I passed my college watching Youtube videos
The loud, repetitive dinging in the background is unfortunately quite distracting.
I wish there was no music. It's too loud and the pitch is so high because of the harmonics that you can't omit it. At least if you have anything at all to do with music
bruh what????
helloo, why do we do the step before bridging ( the replication and detachment of one strand..) thanks !
Amazing…
biology is soooo easy pfffffffffffffffffffffffffff
physics is way cooler
This could be applied to cosmetic without surgery if applied concurrent with Active MRI and Lighting treatment and coating optic gel
What is index?
I wanted the speedrunner illumina not this crap
Data analysis is the real D and A
0:43 what's indices?
Why a read 2 (4:00) is nessesary? How come just read 1 (2:23) is not sufficient?
Wait the name is IlluminaHD‘s!
very helpful..
Complimenti, argomento molto interessante! 😊 Se siete interessati alla scienza vi consiglio anche il mio canale: https://www.youtube.com/channel/UCCyLPYz_mGOaadbHe_H2i4Q
So question about experience, in terms of jobs asking to do things such as experience in PCR, NGS library prep, etc., is experience actually necessary? from being a bit exposed to it and reading it, it just seems as if you just need to follow protocols and instructions in order to do the procedures? Or can anyone elaborate on this?
Aveces no me gusta mi carrera y otras veo este tipo de cosas y me enamoró más de mi carrera y de la ciencia jajaja ❤️
Нихуя не понял конечно, но я старался
What does Reduced Cycle Amplification means?
I contracted herpes' I was told there is no Herpes cure except treatment to control it.

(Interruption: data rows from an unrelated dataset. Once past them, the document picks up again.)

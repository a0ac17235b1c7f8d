//! Off-the-shelf distance heuristics for grid-like state spaces.

/// A state with a position in the plane, as needed by the distance heuristics.
pub trait Planar {
    fn coordinates(&self) -> (f64, f64);
}

/// Returns a straight-line (Euclidean) distance estimate bound to `goal`.
///
/// Admissible whenever every move covers at most one unit of straight-line
/// distance, which holds for 4-connected and 8-connected grids.
pub fn euclidean_distance<T: Planar>(goal: &T) -> impl Fn(&T) -> f64 {
    let (goal_x, goal_y) = goal.coordinates();
    move |state: &T| {
        let (x, y) = state.coordinates();
        let dx = goal_x - x;
        let dy = goal_y - y;
        (dx * dx + dy * dy).sqrt()
    }
}

/// Returns an axis-aligned (Manhattan) distance estimate bound to `goal`.
///
/// Admissible on 4-connected grids, where every move changes exactly one
/// coordinate by one.
pub fn manhattan_distance<T: Planar>(goal: &T) -> impl Fn(&T) -> f64 {
    let (goal_x, goal_y) = goal.coordinates();
    move |state: &T| {
        let (x, y) = state.coordinates();
        (goal_x - x).abs() + (goal_y - y).abs()
    }
}

#[cfg(test)]
mod tests {
    use pretty_assertions::assert_eq;

    use super::*;

    #[derive(Debug)]
    struct Point(f64, f64);

    impl Planar for Point {
        fn coordinates(&self) -> (f64, f64) {
            (self.0, self.1)
        }
    }

    #[test]
    fn euclidean_is_straight_line() {
        let to_goal = euclidean_distance(&Point(3.0, 4.0));
        assert_eq!(to_goal(&Point(0.0, 0.0)), 5.0);
        assert_eq!(to_goal(&Point(3.0, 4.0)), 0.0);
    }

    #[test]
    fn manhattan_sums_axis_distances() {
        let to_goal = manhattan_distance(&Point(3.0, 4.0));
        assert_eq!(to_goal(&Point(0.0, 0.0)), 7.0);
        assert_eq!(to_goal(&Point(1.0, 6.0)), 4.0);
    }

    #[test]
    fn manhattan_never_undercuts_euclidean() {
        let goal = Point(5.0, 5.0);
        let euclid = euclidean_distance(&goal);
        let manhattan = manhattan_distance(&goal);
        for x in 0..10 {
            for y in 0..10 {
                let p = Point(x as f64, y as f64);
                assert!(manhattan(&p) >= euclid(&p) - 1e-9);
            }
        }
    }
}
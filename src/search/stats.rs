use prettytable::{Cell, Row, Table};
use serde::Serialize;

/// Counters gathered while a search runs.
#[derive(Debug, Clone, Default, Serialize)]
pub struct SearchStats {
    /// Nodes popped from the frontier and expanded.
    pub nodes_expanded: u64,
    /// States discovered and queued, including the initial state.
    pub nodes_discovered: u64,
    /// The largest number of nodes the frontier held at once.
    pub peak_frontier_len: usize,
}

/// One row of a search comparison: algorithm name, its stats, and the length
/// in states of the path it found (`None` when the search failed).
pub type ComparisonRow<'a> = (&'a str, &'a SearchStats, Option<usize>);

/// Renders a side-by-side comparison of several search runs over the same
/// problem, one row per algorithm.
pub fn render_comparison_table(rows: &[ComparisonRow<'_>]) -> String {
    let mut table = Table::new();
    table.add_row(Row::new(vec![
        Cell::new("Algorithm"),
        Cell::new("Expanded"),
        Cell::new("Discovered"),
        Cell::new("Peak Frontier"),
        Cell::new("Path Length"),
    ]));

    for (name, stats, path_len) in rows {
        let path_cell = match path_len {
            Some(len) => len.to_string(),
            None => "no solution".to_string(),
        };
        table.add_row(Row::new(vec![
            Cell::new(name),
            Cell::new(&stats.nodes_expanded.to_string()),
            Cell::new(&stats.nodes_discovered.to_string()),
            Cell::new(&stats.peak_frontier_len.to_string()),
            Cell::new(&path_cell),
        ]));
    }

    table.to_string()
}
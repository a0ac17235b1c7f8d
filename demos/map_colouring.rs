use clap::Parser;

use quaero::problems::map_colouring::{australia_csp, Colour, ADJACENCIES, REGIONS};

#[derive(Parser, Debug)]
#[command(author, version, about, long_about = None)]
struct Args {
    /// Number of colours in the palette (1 to 3).
    #[arg(long, default_value_t = 3)]
    colours: usize,

    /// Emit the assignment as JSON.
    #[arg(long, default_value_t = false)]
    json: bool,
}

fn main() {
    tracing_subscriber::fmt::init();
    let args = Args::parse();

    let palette = [Colour::Red, Colour::Green, Colour::Blue];
    let palette = &palette[..args.colours.min(palette.len())];

    let csp = australia_csp(palette).expect("every region has a domain");
    let (solution, stats) = csp.solve_with_stats();

    match solution {
        Some(solution) => {
            if args.json {
                let by_region: std::collections::BTreeMap<&str, &Colour> = REGIONS
                    .iter()
                    .map(|region| (*region, solution.get(region).expect("complete assignment")))
                    .collect();
                println!(
                    "{}",
                    serde_json::to_string_pretty(&by_region).expect("assignment serializes")
                );
            } else {
                println!(
                    "Coloured {} regions against {} adjacencies:",
                    REGIONS.len(),
                    ADJACENCIES.len()
                );
                for region in REGIONS {
                    println!("  {: <20} {:?}", region, solution.get(&region).unwrap());
                }
            }
        }
        None => println!(
            "No colouring of Australia exists with {} colour(s).",
            palette.len()
        ),
    }
    println!(
        "\n{} assignments tried, {} backtracks",
        stats.assignments_tried, stats.backtracks
    );
}
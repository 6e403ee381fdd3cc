//! Markov Rule
//!
//! Rules, rule sets and the rewrite engine for normal Markov algorithms.
//!
//! Responsibilities:
//! - Parse rule lines (`pattern -> replacement`, `pattern ->. replacement`)
//! - Apply the first matching rule of an ordered rule set
//! - Step the engine until no rule matches or a final rule fires

mod engine;
mod error;
mod rule;
mod ruleset;

pub use engine::{run, Engine, Halt, Step, StepSink};
pub use error::{LoadError, RuleError, RuleResult};
pub use rule::{Rule, Token};
pub use ruleset::RuleSet;

/// Separates pattern from replacement.
pub const ARROW: &str = "->";

/// Reserved token for the empty word.
pub const EPSILON: &str = "_";

/// Written directly after the arrow to mark a final rule.
pub const FINAL_MARKER: char = '.';

/// Characters trimmed around rule segments. A source line with none of them
/// is not a rule.
pub const WHITESPACE: &[char] = &[' ', '\t'];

I totally lost hope. All I could think was losing my life because it was so embarrassing to have this virus, few weeks ago I read about a possible natural cure which was guaranteed. And I ordered the treatment after some weeks I got 100% cure. Now I'm so excited to share this testimony thanks Dr Abumere: http://www.drabumereherbalremedy.home.blog
Can anyone help me
Before the first sequencing, how the reverse strand are cleaved and washed off , leaving only forward strand?

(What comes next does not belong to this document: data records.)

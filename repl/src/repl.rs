//! Core REPL state and execution.

use std::fs::File;
use std::io::{self, BufRead, BufReader, Write};
use std::path::Path;

use markov_rule::{LoadError, Rule, RuleSet};
use tracing::{debug, info};

use crate::config::RunConfig;
use crate::error::{ReplError, ReplResult};
use crate::executor::execute_run;
use crate::format::{format_rules, help_text};

/// Load a rule set from a file.
///
/// Open and read failures become [`ReplError::SourceUnavailable`]; a bad
/// rule line becomes [`ReplError::Format`]. Nothing is returned on failure.
pub fn load_rules_file(path: &Path) -> ReplResult<RuleSet> {
    let file = File::open(path).map_err(|e| ReplError::source_unavailable(path, e))?;
    let rules = RuleSet::from_reader(BufReader::new(file)).map_err(|e| match e {
        LoadError::Io(source) => ReplError::source_unavailable(path, source),
        LoadError::Format(e) => ReplError::Format(e),
    })?;

    info!(path = %path.display(), rules = rules.len(), "rule set loaded");
    Ok(rules)
}

/// REPL state.
pub struct Repl {
    rules: RuleSet,
    config: RunConfig,
    verbose: bool,
}

impl Repl {
    /// Create a new REPL instance with the interactive step limit.
    pub fn new() -> Self {
        Self::with_config(RunConfig::interactive())
    }

    pub fn with_config(config: RunConfig) -> Self {
        Self {
            rules: RuleSet::new(),
            config,
            verbose: false,
        }
    }

    /// Set verbose mode.
    pub fn set_verbose(&mut self, verbose: bool) {
        self.verbose = verbose;
    }

    pub fn rules(&self) -> &RuleSet {
        &self.rules
    }

    pub fn config(&self) -> &RunConfig {
        &self.config
    }

    /// Replace the current rule set.
    pub fn load_rules(&mut self, rules: RuleSet) -> String {
        self.rules = rules;
        let summary = format!("Loaded {} rules", self.rules.len());
        if self.verbose {
            format!("{}\n{}", summary, format_rules(&self.rules).trim_end())
        } else {
            summary
        }
    }

    /// Replace the current rule set with one parsed from `source`.
    pub fn load_source(&mut self, source: &str) -> ReplResult<String> {
        let rules = RuleSet::parse(source)?;
        Ok(self.load_rules(rules))
    }

    /// Replace the current rule set with one read from a file.
    pub fn load_file(&mut self, path: &Path) -> ReplResult<String> {
        let rules = load_rules_file(path)?;
        Ok(self.load_rules(rules))
    }

    /// Execute a command or run a word.
    pub fn execute(&mut self, input: &str) -> ReplResult<String> {
        let trimmed = input.trim();

        // Skip empty lines and comments
        if trimmed.is_empty() || trimmed.starts_with('#') {
            return Ok(String::new());
        }

        let (command, arg) = match trimmed.split_once(char::is_whitespace) {
            Some((command, arg)) => (command, arg.trim()),
            None => (trimmed, ""),
        };
        debug!(command, arg, "executing");

        match command {
            "help" | "\\h" => Ok(help_text()),
            "rules" | "\\r" => Ok(format_rules(&self.rules).trim_end().to_string()),
            "\\i" | "load" => {
                if arg.is_empty() {
                    return Err(ReplError::invalid_command("load requires a file path"));
                }
                self.load_file(Path::new(arg))
            }
            "rule" => {
                let rule = Rule::parse(arg)?;
                let output = format!("Added rule {}: {}", self.rules.len() + 1, rule);
                self.rules.push(rule);
                Ok(output)
            }
            "clear" => {
                self.rules = RuleSet::new();
                Ok("Rules cleared".to_string())
            }
            "limit" => self.set_limit(arg),
            "verbose" => {
                self.verbose = !self.verbose;
                Ok(format!("Verbose mode: {}", self.verbose))
            }
            "run" => self.run_word(arg),
            word if arg.is_empty() => self.run_word(word),
            other => Err(ReplError::invalid_command(format!(
                "unknown command '{}', type 'help' for a list",
                other
            ))),
        }
    }

    /// Run a word and return its trace.
    pub fn run_word(&self, word: &str) -> ReplResult<String> {
        let mut out = Vec::new();
        execute_run(&mut out, &self.rules, word, &self.config)?;
        Ok(String::from_utf8_lossy(&out).trim_end().to_string())
    }

    /// Treat every non-empty input line as a word and trace it.
    pub fn run_words<R, W>(&self, input: R, out: &mut W) -> ReplResult<()>
    where
        R: BufRead,
        W: Write + ?Sized,
    {
        for line in input.lines() {
            let line = line?;
            let word = line.trim();
            if word.is_empty() {
                continue;
            }
            execute_run(out, &self.rules, word, &self.config)?;
        }
        Ok(())
    }

    /// Run a script of REPL commands. Failing commands are reported and skipped.
    pub fn run_script<R, W>(&mut self, input: R, out: &mut W) -> ReplResult<()>
    where
        R: BufRead,
        W: Write + ?Sized,
    {
        for line in input.lines() {
            let line = line?;
            if matches!(line.trim(), "quit" | "exit" | "\\q") {
                break;
            }
            match self.execute(&line) {
                Ok(output) if output.is_empty() => {}
                Ok(output) => writeln!(out, "{}", output)?,
                Err(e) => eprintln!("Error: {}", e),
            }
        }
        Ok(())
    }

    /// Run the interactive REPL.
    pub fn interactive(&mut self) -> ReplResult<()> {
        println!("Markov REPL v{}", env!("CARGO_PKG_VERSION"));
        println!("Type 'help' for commands, 'quit' to exit");
        println!();

        let stdin = io::stdin();
        let mut stdout = io::stdout();

        loop {
            print!("markov> ");
            stdout.flush()?;

            let mut line = String::new();
            if stdin.lock().read_line(&mut line)? == 0 {
                break; // EOF
            }

            match line.trim() {
                "quit" | "exit" | "\\q" => break,
                input => match self.execute(input) {
                    Ok(output) if output.is_empty() => {}
                    Ok(output) => println!("{}", output),
                    Err(e) => eprintln!("Error: {}", e),
                },
            }
        }

        println!("Goodbye!");
        Ok(())
    }

    fn set_limit(&mut self, arg: &str) -> ReplResult<String> {
        match arg {
            "" => {}
            "off" | "none" => self.config.max_steps = None,
            n => {
                let max = n.parse().map_err(|_| {
                    ReplError::invalid_command(format!(
                        "limit expects a number or 'off', got '{}'",
                        n
                    ))
                })?;
                self.config.max_steps = Some(max);
            }
        }

        Ok(match self.config.max_steps {
            Some(max) => format!("Step limit: {}", max),
            None => "Step limit: off".to_string(),
        })
    }
}

impl Default for Repl {
    fn default() -> Self {
        Self::new()
    }
}
//! Scenario definition and builder.

use std::path::{Path, PathBuf};

use crate::assertion::{Assertion, AssertionBuilder};
use crate::error::{ScenarioError, ScenarioResult};
use crate::runner::Runner;

/// One input word with its assertion.
#[derive(Debug)]
pub struct Run {
    pub word: String,
    pub assertion: Assertion,
}

/// A complete test scenario: one rule set, several input words.
pub struct Scenario {
    /// Scenario name (for reporting).
    name: String,
    /// Path to the rules file.
    rules_path: Option<PathBuf>,
    /// Inline rule source, used instead of a file when set.
    source: Option<String>,
    /// Cap on rule applications per run.
    step_limit: Option<usize>,
    runs: Vec<Run>,
    /// Base path for resolving relative paths.
    base_path: PathBuf,
}

impl Scenario {
    /// Create a new scenario with the given name.
    pub fn new(name: impl Into<String>) -> Self {
        Self {
            name: name.into(),
            rules_path: None,
            source: None,
            step_limit: None,
            runs: Vec::new(),
            base_path: demos_root(),
        }
    }

    /// Set the base path for resolving relative paths.
    pub fn base_path(mut self, path: impl Into<PathBuf>) -> Self {
        self.base_path = path.into();
        self
    }

    /// Set the rules file path (relative to demos/).
    pub fn rules(mut self, path: impl Into<PathBuf>) -> Self {
        self.rules_path = Some(path.into());
        self
    }

    /// Use inline rule text instead of a file.
    pub fn rules_source(mut self, source: impl Into<String>) -> Self {
        self.source = Some(source.into());
        self
    }

    /// Stop every run after `n` rule applications.
    pub fn max_steps(mut self, n: usize) -> Self {
        self.step_limit = Some(n);
        self
    }

    /// Add an input word with an assertion on its run.
    pub fn input<F>(mut self, word: impl Into<String>, assertion_fn: F) -> Self
    where
        F: FnOnce(AssertionBuilder) -> AssertionBuilder,
    {
        let assertion = assertion_fn(AssertionBuilder::new()).build();
        self.runs.push(Run {
            word: word.into(),
            assertion,
        });
        self
    }

    /// Run the scenario and return the result.
    pub fn run(&self) -> ScenarioResult<()> {
        Runner::new(self).run()
    }

    pub fn name(&self) -> &str {
        &self.name
    }

    pub fn runs(&self) -> &[Run] {
        &self.runs
    }

    pub fn step_limit(&self) -> Option<usize> {
        self.step_limit
    }

    pub fn source(&self) -> Option<&str> {
        self.source.as_deref()
    }

    /// Get the rules path (resolved).
    pub fn rules_path(&self) -> ScenarioResult<PathBuf> {
        match &self.rules_path {
            Some(p) => Ok(self.resolve_path(p)),
            None => Err(ScenarioError::missing_rules(&self.name)),
        }
    }

    fn resolve_path(&self, path: &Path) -> PathBuf {
        if path.is_absolute() {
            path.to_path_buf()
        } else {
            self.base_path.join(path)
        }
    }
}

/// Locate the `demos/` directory at the workspace root.
pub fn demos_root() -> PathBuf {
    if let Ok(manifest_dir) = std::env::var("CARGO_MANIFEST_DIR") {
        // tests -> workspace root
        if let Some(workspace) = Path::new(&manifest_dir).parent() {
            let demos = workspace.join("demos");
            if demos.exists() {
                return demos;
            }
        }
    }

    let cwd = std::env::current_dir().unwrap_or_default();
    for dir in [Some(cwd.as_path()), cwd.parent()].into_iter().flatten() {
        let demos = dir.join("demos");
        if demos.exists() {
            return demos;
        }
    }

    PathBuf::from("demos")
}

#[cfg(test)]
mod tests {
    use super::*;

    #[test]
    fn test_scenario_builder() {
        let scenario = Scenario::new("test")
            .rules("sort_ab.mark")
            .max_steps(10)
            .input("ba", |a| a.final_word("ab"))
            .input("bba", |a| a.final_word("abb"));

        assert_eq!(scenario.name(), "test");
        assert_eq!(scenario.step_limit(), Some(10));
        assert_eq!(scenario.runs().len(), 2);
        assert_eq!(scenario.runs()[1].word, "bba");
        assert!(scenario.rules_path().unwrap().ends_with("sort_ab.mark"));
    }

    #[test]
    fn test_missing_rules_is_an_error() {
        let err = Scenario::new("nothing")
            .input("a", |a| a)
            .run()
            .unwrap_err();

        assert!(matches!(err, ScenarioError::MissingRules { .. }));
    }
}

I heard this is a minecraft speedrunning channel, guess I got trolled
Hey guys, we have a gift for you
Ive pressed the replay button 6 times
Thank you so much! Visualizing the process while reading about this technique is too difficult, an animated illustration is the perfect solution! ❤️
Shut up science bitch
Tf
Shyful islambhuyan
Wait a minute…this isn’t a Minecraft speed run
Mire like Illuminati
How come no polymerase is needed to add the building nucleotides to the cluster?
Si vous vous êtes là à cause de Chatron manifestez-vous
who even comes up with something like this, gotta have 10000000 IQ
This is already becoming outdated lmao. Nanopore and PacBio ftw!
Don't know if they meant to show these details, but the letter ordering in the forward and reverse passes is reversed but not complemented- is this an error? in 2:35 you see the ordering (from top to bottom) of AATTCGCATCG and at 3:56 on the reverse read the order is reversed but not complemented i.e. GCTACGCTTAA- shouldn't it have been complemented i.e. (C<>G,A<>T)?
This is also used for whole genome sequencing correct?
The best lecture vedio
tldr just use ion torrent sequencing so you dont receive brain damage
Can anyone help me to understand what is an NGS assay? Thank you very much in advance.
This could have been explained so much better really
I am wondering what the background music in this video is?
sheeeeesh
oeoe promo pass 2021 2022
What is the purpose of the indices in the adaptors mentioned at 0:40?